A panel of nine monoclonal antibodies raised against human hemopoietic cells was used for immunohistological labeling of frozen sections of human nervous tissues and tumors. Three antibodies showed a remarkably consistent labeling pattern when tested on 18 samples of normal or reactive tissue, on 31 neurogenic and 17 non-neurogenic tumors in an indirect immunofluorescence technique. VIM C6, an antibody recognizing cells of the granulocyte series, showed surface labeling of normal and reactive glial cells and of all types of glioma regardless of the grade of malignancy. VIT 13, an antibody recognizing activated T-cells, labeled the processes of normal, reactive, and neoplastic glia in a manner very similar to but not identical with glial fibrillary acidic protein (GFAP).

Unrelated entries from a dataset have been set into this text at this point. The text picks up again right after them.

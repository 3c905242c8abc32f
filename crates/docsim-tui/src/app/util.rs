use std::io::Write;

/// Copy text to the system clipboard via OSC 52 escape sequence.
/// Works in Ghostty, iTerm2, kitty, WezTerm, and most modern terminals.
pub(super) fn osc52_copy(text: &str) {
    use base64::Engine;
    let encoded = base64::engine::general_purpose::STANDARD.encode(text.as_bytes());
    // Write directly to stdout, bypassing the terminal backend buffer
    let _ = std::io::stdout().write_all(format!("\x1b]52;c;{}\x07", encoded).as_bytes());
    let _ = std::io::stdout().flush();
}

/// Hand a URL to the system browser. The TUI never fetches documents itself;
/// whether a link opens inline or downloads is up to the server's headers.
pub fn open_in_browser(url: &str) -> Result<(), String> {
    opener::open_browser(url).map_err(|e| e.to_string())
}
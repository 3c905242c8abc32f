use std::sync::Arc;

use docsim_core::{SearchBackend, SearchError, SearchTicket};
use tokio::sync::mpsc;

use crate::tui_event::BackendEvent;

/// Run one search on its own task and report the outcome.
///
/// Exactly one `SearchFinished` is sent per ticket, even if the backend
/// panics, so the UI's loading flag is always released.
pub async fn run_search(
    backend: Arc<dyn SearchBackend>,
    ticket: SearchTicket,
    tx: mpsc::UnboundedSender<BackendEvent>,
) {
    let generation = ticket.generation;
    let task = tokio::spawn(async move { backend.search(&ticket.file).await });

    let outcome = match task.await {
        Ok(outcome) => outcome,
        Err(e) => {
            tracing::error!(generation, error = %e, "search task died");
            Err(SearchError::Aborted(e.to_string()))
        }
    };

    let _ = tx.send(BackendEvent::SearchFinished {
        generation,
        outcome,
    });
}
//! Front-end agnostic render model for [`SearchWidget`].
//!
//! [`render`] is a pure function of widget state. The terminal UI and the CLI
//! both draw from the [`WidgetView`] it returns, so the show/hide rules for
//! the error line and the results block live in exactly one place.

use std::str::FromStr;

use crate::widget::SearchWidget;

/// Which links each result row offers.
#[derive(Debug, Clone, Copy, PartialEq, Eq, Default)]
pub enum LinkSet {
    /// "Open" (new tab) and "Download" (forced download).
    #[default]
    OpenAndDownload,
    /// Only "Download".
    DownloadOnly,
}

#[derive(Debug, Clone, Copy, PartialEq, Eq)]
pub enum LinkKind {
    Open,
    Download,
}

impl LinkSet {
    pub fn kinds(self) -> &'static [LinkKind] {
        match self {
            LinkSet::OpenAndDownload => &[LinkKind::Open, LinkKind::Download],
            LinkSet::DownloadOnly => &[LinkKind::Download],
        }
    }

    pub fn code(self) -> &'static str {
        match self {
            LinkSet::OpenAndDownload => "open-and-download",
            LinkSet::DownloadOnly => "download-only",
        }
    }
}

impl FromStr for LinkSet {
    type Err = String;

    fn from_str(s: &str) -> Result<Self, Self::Err> {
        match s.trim().to_ascii_lowercase().as_str() {
            "open-and-download" | "both" => Ok(LinkSet::OpenAndDownload),
            "download-only" | "download" => Ok(LinkSet::DownloadOnly),
            other => Err(format!(
                "unknown link set '{}' (expected open-and-download or download-only)",
                other
            )),
        }
    }
}

/// A hyperlink to a result document. The widget never fetches it; front ends
/// hand `href` to whatever opens URLs on the platform.
#[derive(Debug, Clone, PartialEq, Eq)]
pub struct Link {
    pub kind: LinkKind,
    pub label: &'static str,
    pub href: String,
}

#[derive(Debug, Clone, PartialEq, Eq)]
pub struct SubmitButton {
    pub label: &'static str,
    pub disabled: bool,
}

#[derive(Debug, Clone, PartialEq, Eq)]
pub struct ResultRow {
    pub document: String,
    /// Localized score text, e.g. `score: 0.91`.
    pub score: String,
    pub links: Vec<Link>,
}

#[derive(Debug, Clone, PartialEq, Eq)]
pub struct ResultsBlock {
    pub heading: &'static str,
    pub rows: Vec<ResultRow>,
}

/// Everything a front end needs to draw the widget.
#[derive(Debug, Clone, PartialEq, Eq)]
pub struct WidgetView {
    pub title: &'static str,
    /// Selected file name, or the localized "no file chosen" placeholder.
    pub file_label: String,
    pub file_selected: bool,
    pub submit: SubmitButton,
    /// Present iff the error message is non-empty.
    pub error: Option<String>,
    /// Present iff there is at least one result.
    pub results: Option<ResultsBlock>,
}

pub fn render(widget: &SearchWidget) -> WidgetView {
    let strings = widget.strings();
    let loading = widget.is_loading();

    let (file_label, file_selected) = match widget.selected_file() {
        Some(file) => (file.name.clone(), true),
        None => (strings.no_file_chosen.to_string(), false),
    };

    let error = if widget.error().is_empty() {
        None
    } else {
        Some(widget.error().to_string())
    };

    let results = if widget.results().is_empty() {
        None
    } else {
        let rows = widget
            .results()
            .iter()
            .map(|item| ResultRow {
                document: item.document.clone(),
                score: format!("{}{}", strings.score_prefix, item.score),
                links: widget
                    .link_set()
                    .kinds()
                    .iter()
                    .map(|&kind| Link {
                        kind,
                        label: match kind {
                            LinkKind::Open => strings.open_link,
                            LinkKind::Download => strings.download_link,
                        },
                        href: item.download_url.clone(),
                    })
                    .collect(),
            })
            .collect();
        Some(ResultsBlock {
            heading: strings.results_heading,
            rows,
        })
    };

    WidgetView {
        title: strings.title,
        file_label,
        file_selected,
        submit: SubmitButton {
            label: if loading {
                strings.submit_busy
            } else {
                strings.submit_idle
            },
            disabled: loading,
        },
        error,
        results,
    }
}

#[cfg(test)]
mod tests {
    use super::*;
    use crate::{Locale, ResultItem, SearchError, SelectedFile};

    fn item(doc: &str, score: f64) -> ResultItem {
        ResultItem {
            document: doc.to_string(),
            score,
            download_url: format!("http://host/documents/{doc}"),
        }
    }

    #[test]
    fn idle_view_shows_only_picker_and_button() {
        let widget = SearchWidget::default();
        let view = render(&widget);
        assert_eq!(view.title, "Legal Document Similarity Search");
        assert_eq!(view.file_label, "No file chosen");
        assert!(!view.file_selected);
        assert_eq!(view.submit.label, "Upload & Search");
        assert!(!view.submit.disabled);
        assert!(view.error.is_none());
        assert!(view.results.is_none());
    }

    #[test]
    fn loading_disables_button_and_swaps_label() {
        let mut widget = SearchWidget::default();
        widget.select_file(Some(SelectedFile::from_path("brief.pdf")));
        let ticket = widget.begin_search().unwrap();

        let view = render(&widget);
        assert!(view.submit.disabled);
        assert_eq!(view.submit.label, "Searching...");
        assert_eq!(view.file_label, "brief.pdf");

        widget.complete_search(ticket.generation, Ok(vec![]));
        let view = render(&widget);
        assert!(!view.submit.disabled);
        assert_eq!(view.submit.label, "Upload & Search");
    }

    #[test]
    fn rows_carry_both_links_in_server_order() {
        let mut widget = SearchWidget::default();
        widget.select_file(Some(SelectedFile::from_path("brief.pdf")));
        let ticket = widget.begin_search().unwrap();
        widget.complete_search(
            ticket.generation,
            Ok(vec![item("case_12.pdf", 0.91), item("case_3.pdf", 0.5)]),
        );

        let block = render(&widget).results.unwrap();
        assert_eq!(block.heading, "Similar Documents");
        assert_eq!(block.rows.len(), 2);
        assert_eq!(block.rows[0].document, "case_12.pdf");
        assert_eq!(block.rows[0].score, "score: 0.91");
        assert_eq!(block.rows[1].document, "case_3.pdf");

        let links = &block.rows[0].links;
        assert_eq!(links.len(), 2);
        assert_eq!(links[0].kind, LinkKind::Open);
        assert_eq!(links[0].label, "Open");
        assert_eq!(links[1].kind, LinkKind::Download);
        assert_eq!(links[1].href, "http://host/documents/case_12.pdf");
    }

    #[test]
    fn bulgarian_download_only_variant() {
        let mut widget = SearchWidget::new(Locale::Bulgarian, LinkSet::DownloadOnly);
        widget.select_file(Some(SelectedFile::from_path("дело.pdf")));
        let ticket = widget.begin_search().unwrap();
        widget.complete_search(ticket.generation, Ok(vec![item("case_1.pdf", 1.0)]));

        let view = render(&widget);
        assert_eq!(view.title, "Търсачка на подобни съдебни дела");
        let row = &view.results.unwrap().rows[0];
        assert_eq!(row.score, "близост: 1");
        assert_eq!(row.links.len(), 1);
        assert_eq!(row.links[0].kind, LinkKind::Download);
        assert_eq!(row.links[0].label, "Изтегли");
    }

    #[test]
    fn error_paragraph_tracks_error_message() {
        let mut widget = SearchWidget::default();
        assert!(widget.begin_search().is_none());
        let view = render(&widget);
        assert_eq!(view.error.as_deref(), Some("Please select a PDF file."));
        assert!(view.results.is_none());

        widget.select_file(None);
        assert!(render(&widget).error.is_none());
    }

    #[test]
    fn stale_results_and_new_error_render_together() {
        let mut widget = SearchWidget::default();
        widget.select_file(Some(SelectedFile::from_path("brief.pdf")));
        let first = widget.begin_search().unwrap();
        widget.complete_search(first.generation, Ok(vec![item("case_1.pdf", 0.7)]));

        // Retry without reselecting: old results stay under the new error.
        let retry = widget.begin_search().unwrap();
        widget.complete_search(
            retry.generation,
            Err(SearchError::RequestFailed { status: 500 }),
        );

        let view = render(&widget);
        assert!(view.error.is_some());
        assert_eq!(view.results.unwrap().rows.len(), 1);
    }

    #[test]
    fn link_set_parses_codes_and_aliases() {
        assert_eq!(
            "download-only".parse::<LinkSet>().unwrap(),
            LinkSet::DownloadOnly
        );
        assert_eq!("both".parse::<LinkSet>().unwrap(), LinkSet::OpenAndDownload);
        assert_eq!(
            LinkSet::OpenAndDownload.code().parse::<LinkSet>().unwrap(),
            LinkSet::OpenAndDownload
        );
        assert!("none".parse::<LinkSet>().is_err());
    }
}
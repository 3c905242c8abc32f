use ratatui::style::{Color, Modifier, Style};

/// Color theme for the TUI.
pub struct Theme {
    pub success: Color,
    pub error: Color,
    pub score: Color,

    pub header_fg: Color,
    pub header_bg: Color,
    pub border: Color,
    pub text: Color,
    pub dim: Color,
    pub highlight_bg: Color,
    pub active: Color,
    pub spinner: Color,
    pub footer_fg: Color,
    pub footer_bg: Color,
}

impl Theme {
    /// Hacker-green terminal theme.
    pub fn hacker() -> Self {
        Self {
            success: Color::Rgb(0, 210, 0),
            error: Color::Red,
            score: Color::Yellow,

            header_fg: Color::Black,
            header_bg: Color::Rgb(0, 210, 0),
            border: Color::DarkGray,
            text: Color::White,
            dim: Color::DarkGray,
            highlight_bg: Color::Rgb(30, 50, 30),
            active: Color::Cyan,
            spinner: Color::Cyan,
            footer_fg: Color::DarkGray,
            footer_bg: Color::Reset,
        }
    }

    /// Modern theme: white text, electric blue accents, dark blue header.
    pub fn modern() -> Self {
        Self {
            success: Color::Rgb(0, 200, 80),
            error: Color::Rgb(255, 80, 80),
            score: Color::Rgb(255, 200, 0),

            header_fg: Color::White,
            header_bg: Color::Rgb(30, 60, 120),
            border: Color::Rgb(60, 60, 80),
            text: Color::White,
            dim: Color::Rgb(120, 120, 140),
            highlight_bg: Color::Rgb(30, 40, 80),
            active: Color::Rgb(60, 140, 255),
            spinner: Color::Rgb(60, 140, 255),
            footer_fg: Color::Rgb(120, 120, 140),
            footer_bg: Color::Reset,
        }
    }

    /// Theme by config name; anything unknown falls back to hacker.
    pub fn by_name(name: &str) -> Self {
        match name {
            "modern" => Self::modern(),
            _ => Self::hacker(),
        }
    }

    pub fn header_style(&self) -> Style {
        Style::default()
            .fg(self.header_fg)
            .bg(self.header_bg)
            .add_modifier(Modifier::BOLD)
    }

    pub fn highlight_style(&self) -> Style {
        Style::default()
            .bg(self.highlight_bg)
            .add_modifier(Modifier::BOLD)
    }

    pub fn border_style(&self) -> Style {
        Style::default().fg(self.border)
    }

    pub fn footer_style(&self) -> Style {
        Style::default().fg(self.footer_fg).bg(self.footer_bg)
    }

    pub fn button_style(&self, disabled: bool) -> Style {
        if disabled {
            Style::default().fg(self.dim)
        } else {
            Style::default()
                .fg(self.header_fg)
                .bg(self.active)
                .add_modifier(Modifier::BOLD)
        }
    }
}
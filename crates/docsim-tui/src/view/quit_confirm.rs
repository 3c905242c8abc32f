use ratatui::Frame;
use ratatui::style::{Modifier, Style};
use ratatui::text::{Line, Span};
use ratatui::widgets::{Block, Borders, Clear, Paragraph};

use docsim_core::UiStrings;

use crate::theme::Theme;
use crate::view::centered_rect;

/// Render the quit confirmation dialog as a centered popup.
pub fn render(f: &mut Frame, theme: &Theme, ui: &UiStrings) {
    let popup = centered_rect(40, 5, f.area());

    let lines = vec![
        Line::from(""),
        Line::from(Span::styled(
            format!("  {}", ui.quit_prompt),
            Style::default().fg(theme.text).add_modifier(Modifier::BOLD),
        )),
        Line::from(vec![
            Span::styled(
                "  q",
                Style::default().fg(theme.error).add_modifier(Modifier::BOLD),
            ),
            Span::styled(format!(": {}   ", ui.key_quit), Style::default().fg(theme.dim)),
            Span::styled(
                "Esc",
                Style::default()
                    .fg(theme.active)
                    .add_modifier(Modifier::BOLD),
            ),
            Span::styled(format!(": {}", ui.key_cancel), Style::default().fg(theme.dim)),
        ]),
    ];

    let paragraph = Paragraph::new(lines).block(
        Block::default()
            .borders(Borders::ALL)
            .border_style(Style::default().fg(theme.error))
            .title(format!(" {} ", ui.quit_title)),
    );

    f.render_widget(Clear, popup);
    f.render_widget(paragraph, popup);
}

VIB C5, an antibody recognizing B cells and granulocytes, showed surface labeling restricted to malignant cells (malignant gliomas and primitive neuroectodermal tumors) and fetal brain, thus recognizing, within the nervous system, an oncofetal antigen. Due to this operational specificity within the nervous system, some of the antibodies described here might have a role as diagnostic markers for CNS tumors. This study confirms and expands previous data that sharing of antigenic determinants by hemopoietic cells and nervous tissue or neurogenic tumors is common. However, the significance of such cross-recognition is still obscure. It is tempting to speculate that cross-reacting auto-antibodies might contribute to tissue damage in some immune-mediated neurologic diseases (myasthenia gravis, multiple sclerosis, CNS involvement in systemic lupus erythematosus) or to impairment of immunoregulation in multiple sclerosis or glioma patients. Furthermore, sharing of surface determinants might be responsible for the dual tissue tropism of some viruses, including the lymphotrophic virus (HTLV) in the encephalopathy of the acquired immune deficiency syndrome (AIDS).